My activism changed after that. I stopped imploring people to drive more safely. Instead I strove to be an example. Now I know I am always doing what I believe, and if I don’t know enough about what I’m doing, I take the time to learn about it, to make sure I am making a choice I believe in.

That’s what the whole list has been—one long journey of learning how to think. How to brush aside other people’s ideas or assumptions about my life, about what the “normal” thing is to do, and pursuing instead the path I am called to.

Sometimes it’s still very hard. This path I’ve followed requires so much of me. Not only my time and energy and mind but also physical endurance and faith and more than anything, my heart. I have to go through life open, and un-numbed, to make this list work. Because you never know what strange surprise might help you check off a list item.

It’s been particularly hard these past two years to be like that—un-numbed. But I highly recommend it.

When you feel everything that comes your way—and I mean EVERYTHING—you get good at discerning what is for you and what isn’t. You choose what to focus on, and dedicate yourself to that…knowing you cannot work on all of the world’s problems, but at the very least, you can work on what you were put here to do.

Nine more items. Almost there.

Photo of the High Sierras Wilderness by sonjasaxe.com.
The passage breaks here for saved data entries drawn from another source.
//! Local persistence for meals and consumption records.
//!
//! The ledger is the system's own record of what was eaten. It never talks to
//! the remote inventory; keeping the two in step is the saga's job.

pub mod error;
pub mod memory;
pub mod postgres;
pub mod query;
pub mod store;

pub use error::{LedgerError, Result};
pub use memory::InMemoryLedger;
pub use postgres::PostgresLedger;
pub use query::DateRange;
pub use store::{ConsumptionLedger, MealStore};
use anyhow::{bail, Context};
use shelfscan_book_data::{isbn13_to_isbn10, normalize_isbn, validate_isbn, BookRecord};

use crate::config::Config;
use crate::main_lib::{build_cover_client, build_resolver};

pub async fn lookup(config: &Config, isbn: &str, no_cache: bool, json: bool) -> anyhow::Result<()> {
    if !validate_isbn(isbn) {
        bail!("Invalid ISBN: {}", isbn);
    }

    let resolver = build_resolver(config);
    let Some(book) = resolver.resolve(isbn, !no_cache).await else {
        bail!("No record found for ISBN {}", isbn);
    };

    if json {
        let body = serde_json::to_string_pretty(&*book).context("Failed to serialize record")?;
        println!("{}", body);
    } else {
        print!("{}", render_text(&book));
    }
    Ok(())
}

pub fn validate(codes: &[String]) -> anyhow::Result<()> {
    let mut invalid = 0;
    for code in codes {
        println!("{}", validation_line(code));
        if !validate_isbn(code) {
            invalid += 1;
        }
    }
    if invalid > 0 {
        bail!("{} of {} codes are not valid ISBNs", invalid, codes.len());
    }
    Ok(())
}

pub async fn cover(
    config: &Config,
    isbn: Option<&str>,
    title: Option<&str>,
    author: Option<&str>,
) -> anyhow::Result<()> {
    let client = build_cover_client(config);
    let url = match (isbn, title) {
        (Some(isbn), _) => client.cover_by_isbn(isbn).await,
        (None, Some(title)) => client.cover_by_title(title, author).await,
        (None, None) => bail!("Either --isbn or --title is required"),
    };

    match url {
        Some(url) => {
            println!("{}", url);
            Ok(())
        }
        None => bail!("No cover found"),
    }
}

/// Human-readable rendering of a record, one field per line.
fn render_text(book: &BookRecord) -> String {
    let mut out = format!("ISBN:        {}\n", book.isbn());
    let mut line = |label: &str, value: Option<String>| {
        if let Some(value) = value {
            out.push_str(&format!("{:<13}{}\n", label, value));
        }
    };

    line("Title:", book.title.clone());
    line("Authors:", book.authors.as_ref().map(|a| a.join(", ")));
    line("Publisher:", book.publisher.clone());
    line("Published:", book.published_date.clone());
    line("Pages:", book.page_count.map(|p| p.to_string()));
    line("Cover:", book.cover_image_url.clone());
    line("Description:", book.description.clone());
    line("Source:", Some(book.source.to_string()));
    out
}

fn validation_line(code: &str) -> String {
    let isbn = normalize_isbn(code);
    if !validate_isbn(&isbn) {
        return format!("{}\tinvalid", code);
    }
    match isbn13_to_isbn10(&isbn) {
        Some(isbn10) => format!("{}\tvalid\t{}", code, isbn10),
        None => format!("{}\tvalid", code),
    }
}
When John Muir said, “The mountains are calling, and I must go,” it was THESE mountains.

In August, I have one aid station—a trip out to the High Sierras with my cousin who’s helping me “have five songs recorded” to climb the tallest mountain in the lower 48. It’s going to be epic, life-changing—and something I never would have done had I not decided to finish my father’s list.

It’s going to make me feel alive.

PS: I have so many other things going on that I forgot to mention—three new podcasts (see my Media page), a fundraiser for Girls on the Run for my Ironman that I’ll announce soon, and MY DAD’S BOOK!! I just put the finishing touches on copyediting the book of essays my dad wrote in 1978, “The Why Generation in a Why Not World,” the one Steven redesigned as my Christmas present. It will be available soon for purchase on Amazon, and all proceeds will go to a charitable fund I’m starting in my dad’s name (also a list item!). AND….I found a place to plant one of my apple trees in October. And oh boy, is it a good one….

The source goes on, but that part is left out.